Write the entries below out again in full. Match every character.
Content starts
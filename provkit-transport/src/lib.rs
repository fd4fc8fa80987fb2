//! Transport layer for the configuration menu
//!
//! Provides serial and TCP byte streams to devices. A TCP transport reaches
//! boards whose console is exposed through a serial-to-network bridge.

pub mod error;
pub mod serial;
pub mod tcp;
#[cfg(any(test, feature = "test-util"))]
pub mod scripted;

pub use error::{Error, Result};
pub use serial::{available_ports, SerialTransport};
pub use tcp::TcpTransport;
#[cfg(any(test, feature = "test-util"))]
pub use scripted::{ScriptedTransport, WriteLog};

use std::time::Duration;

use async_trait::async_trait;
use bytes::BytesMut;

/// Transport trait for different communication methods
#[async_trait]
pub trait Transport: Send + Sync {
    /// Open the link
    async fn connect(&mut self) -> Result<()>;

    /// Close the link
    async fn disconnect(&mut self) -> Result<()>;

    /// Check if connected
    fn is_connected(&self) -> bool;

    /// Send raw bytes
    async fn send(&mut self, data: &[u8]) -> Result<()>;

    /// Receive whatever bytes arrive first
    ///
    /// Fails with [`Error::ReadTimeout`] when nothing arrives within `timeout`.
    async fn receive(&mut self, timeout: Duration) -> Result<BytesMut>;

    /// Discard input that arrived but has not been read yet
    async fn discard_input(&mut self) -> Result<()>;

    /// Port path or remote address, for logging
    fn remote_addr(&self) -> String;
}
Content ends
Exercise solution:
filename provkit-transport/src/lib.rs
repository fd4fc8fa80987fb2
//! Transport layer for the configuration menu
//!
//! Provides serial and TCP byte streams to devices. A TCP transport reaches
//! boards whose console is exposed through a serial-to-network bridge.

pub mod error;
pub mod serial;
pub mod tcp;
#[cfg(any(test, feature = "test-util"))]
pub mod scripted;

pub use error::{Error, Result};
pub use serial::{available_ports, SerialTransport};
pub use tcp::TcpTransport;
#[cfg(any(test, feature = "test-util"))]
pub use scripted::{ScriptedTransport, WriteLog};

use std::time::Duration;

use async_trait::async_trait;
use bytes::BytesMut;

/// Transport trait for different communication methods
#[async_trait]
pub trait Transport: Send + Sync {
    /// Open the link
    async fn connect(&mut self) -> Result<()>;

    /// Close the link
    async fn disconnect(&mut self) -> Result<()>;

    /// Check if connected
    fn is_connected(&self) -> bool;

    /// Send raw bytes
    async fn send(&mut self, data: &[u8]) -> Result<()>;

    /// Receive whatever bytes arrive first
    ///
    /// Fails with [`Error::ReadTimeout`] when nothing arrives within `timeout`.
    async fn receive(&mut self, timeout: Duration) -> Result<BytesMut>;

    /// Discard input that arrived but has not been read yet
    async fn discard_input(&mut self) -> Result<()>;

    /// Port path or remote address, for logging
    fn remote_addr(&self) -> String;
}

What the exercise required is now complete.